---------- Data ----------

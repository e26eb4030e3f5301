use std::sync::Arc;

use crate::config::EngineConfig;
use crate::services::game_flow::GameFlowService;
use crate::services::scheduler::SessionScheduler;

/// Shared handles for a running engine.
#[derive(Clone)]
pub struct AppState {
    pub sessions: Arc<GameFlowService>,
    pub scheduler: Arc<SessionScheduler>,
}

impl AppState {
    pub fn new(sessions: Arc<GameFlowService>) -> Self {
        let scheduler = Arc::new(SessionScheduler::new(Arc::clone(&sessions)));
        Self {
            sessions,
            scheduler,
        }
    }

    pub fn config(&self) -> &EngineConfig {
        self.sessions.config()
    }
}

----------

What the exercise asks:
Would you copy every line of the entries in which "crate" appears?

Written answer:
use crate::config::EngineConfig;
use crate::services::game_flow::GameFlowService;
use crate::services::scheduler::SessionScheduler;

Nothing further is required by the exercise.